Plinio Corrêa de Oliveira
(Texto con pequeñas adaptaciones)
Sin duda, considerando la expansión del SIDA, el factor moral es preponderante para evitar ese terrible mal.
En efecto, es conocido que el principal foco de contagio de esa enfermedad está en los ambientes homosexuales. Pero también los bisexuales contagian el SIDA, y esto no sólo en las relaciones con el propio sexo, sino también con el sexo opuesto. También hay drogadictos que contraen la enfermedad a través de jeringas contaminadas.
Esos son los tres grandes “grupos de riesgo” para la propagación del SIDA. Hay un cuarto “grupo de riesgo”, constituido por las personas que se someten a transfusiones de sangre, como los hemofílicos, los anémicos, etc. Son ellos víctimas inocentes del cruel contagio, en razón del poco cuidado con que sea eventualmente seleccionada por los técnicos la sangre que reciben. En efecto, puede suceder que les sea administrada sangre contaminada con el SIDA.

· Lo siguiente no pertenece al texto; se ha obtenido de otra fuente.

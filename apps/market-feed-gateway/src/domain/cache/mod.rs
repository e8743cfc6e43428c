//! Latest-Value Cache
//!
//! Holds the most recent [`MarketRecord`] per symbol. Last write wins and no
//! history is kept. The map is sharded, so readers and writers working on
//! different symbols never contend.

use std::collections::HashMap;
use std::sync::Arc;

use dashmap::DashMap;

use crate::domain::market::{MarketRecord, Symbol};

/// Concurrent map from symbol to its most recent record.
#[derive(Debug, Default)]
pub struct LatestValueCache {
    entries: DashMap<Symbol, Arc<MarketRecord>>,
}

/// Shared cache handle.
pub type SharedCache = Arc<LatestValueCache>;

impl LatestValueCache {
    /// Create an empty cache.
    #[must_use]
    pub fn new() -> Self {
        Self::default()
    }

    /// Get the latest record for a symbol.
    #[must_use]
    pub fn get(&self, symbol: &Symbol) -> Option<Arc<MarketRecord>> {
        self.entries.get(symbol).map(|entry| Arc::clone(entry.value()))
    }

    /// Store a record under its own symbol, replacing any previous one.
    ///
    /// Returns the replaced record, if any.
    pub fn put(&self, record: Arc<MarketRecord>) -> Option<Arc<MarketRecord>> {
        self.entries.insert(record.symbol.clone(), record)
    }

    /// Point-in-time copy of every entry.
    #[must_use]
    pub fn get_all(&self) -> HashMap<Symbol, Arc<MarketRecord>> {
        self.entries
            .iter()
            .map(|entry| (entry.key().clone(), Arc::clone(entry.value())))
            .collect()
    }

    /// Up to `limit` records, ordered by symbol.
    #[must_use]
    pub fn entries(&self, limit: usize) -> Vec<Arc<MarketRecord>> {
        let mut records: Vec<Arc<MarketRecord>> = self
            .entries
            .iter()
            .map(|entry| Arc::clone(entry.value()))
            .collect();
        records.sort_by(|a, b| a.symbol.cmp(&b.symbol));
        records.truncate(limit);
        records
    }

    /// Number of cached symbols.
    #[must_use]
    pub fn len(&self) -> usize {
        self.entries.len()
    }

    /// Whether the cache holds no symbols.
    #[must_use]
    pub fn is_empty(&self) -> bool {
        self.entries.is_empty()
    }
}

El enfoque moral según los principios de la Iglesia es el más indicado para ejercer la influencia más valiosa junto a cada uno de esos cuatro “grupos de riesgo”. Pues, como es generalmente sabido, el acto homosexual es calificado por la Iglesia como “pecado contra la naturaleza” y es catalogado entre los pecados que claman al Cielo y piden a Dios venganza. Esto muestra toda su gravedad.
Ahora bien, a no ser con un freno moral de tal alcance, no sé cómo es posible cohibir de modo eficaz la homosexualidad y, por lo tanto, la expansión del SIDA. Esto es aún más digno de nota si se toma en consideración la tendencia, por decirlo así, suicida “ya victoriosa en varios países y en franca ascensión en otros” de no calificar la homosexualidad como delito.

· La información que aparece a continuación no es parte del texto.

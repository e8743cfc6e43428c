//! Infrastructure Layer - Adapters and external integrations.
//!
//! Concrete implementations behind the application ports, plus the HTTP
//! surface and process-wide observability.

/// Upstream WebSocket feed client.
pub mod feed;

/// Filtered fan-out of records to downstream sessions.
pub mod dispatch;

/// Environment configuration.
pub mod config;

/// Control plane REST endpoints and session WebSocket.
pub mod http;

/// Prometheus metrics instrumentation.
pub mod metrics;

/// Tracing subscriber and OpenTelemetry export.
pub mod telemetry;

Se podría objetar que la aparición de la amenaza del SIDA ejerce un efecto inigualable para la represión de la homosexualidad. Y que, reprimida ésta, el peligro del SIDA estaría extinguido. La expansión del SIDA constituiría, por lo tanto, un peligro autodemoledor: el propio pánico de la terrible enfermedad llevaría a los hombres a evitarla, absteniéndose del acto contra la naturaleza.
Sin contestar un cierto efecto saludable del peligro del SIDA como factor coercitivo de la homosexualidad, es digno de nota que ese valor tiene algo de relativo. Pues depende del propio viciado la elección entre las dos perspectivas difíciles que se le abren: la dura batalla para la extinción del vicio o la permanencia en ese vicio a pesar del terrible riesgo de un contagio mortal. Ahora bien, está en la psicología de incontables viciados el optar por la vía del vicio, lo que satisface su pereza y sus apetitos desordenados.
Por el contrario, el católico, puesto ante esa alternativa, no se considera libre de escoger entre una vía y otra: sabe que le toca solamente obedecer a la voluntad de Dios. Obedecer, sí, por el amor y la sumisión que a Éste debe. Pero también por el justo temor de que la mano de Dios le castigue severamente con las penas eternas del infierno. Y, bien entendido, también con proporcionales castigos en esta vida. Entre éstos, uno de los más terribles es la marcha inexorable del portador del SIDA, a través de los padecimientos más devastadores, en dirección a la muerte.
En este caso, como en tantos otros, lo único que constituye un parapeto salvador para el hombre, que lo protege contra sus múltiples propensiones internas al mal, es la moral específicamente religiosa.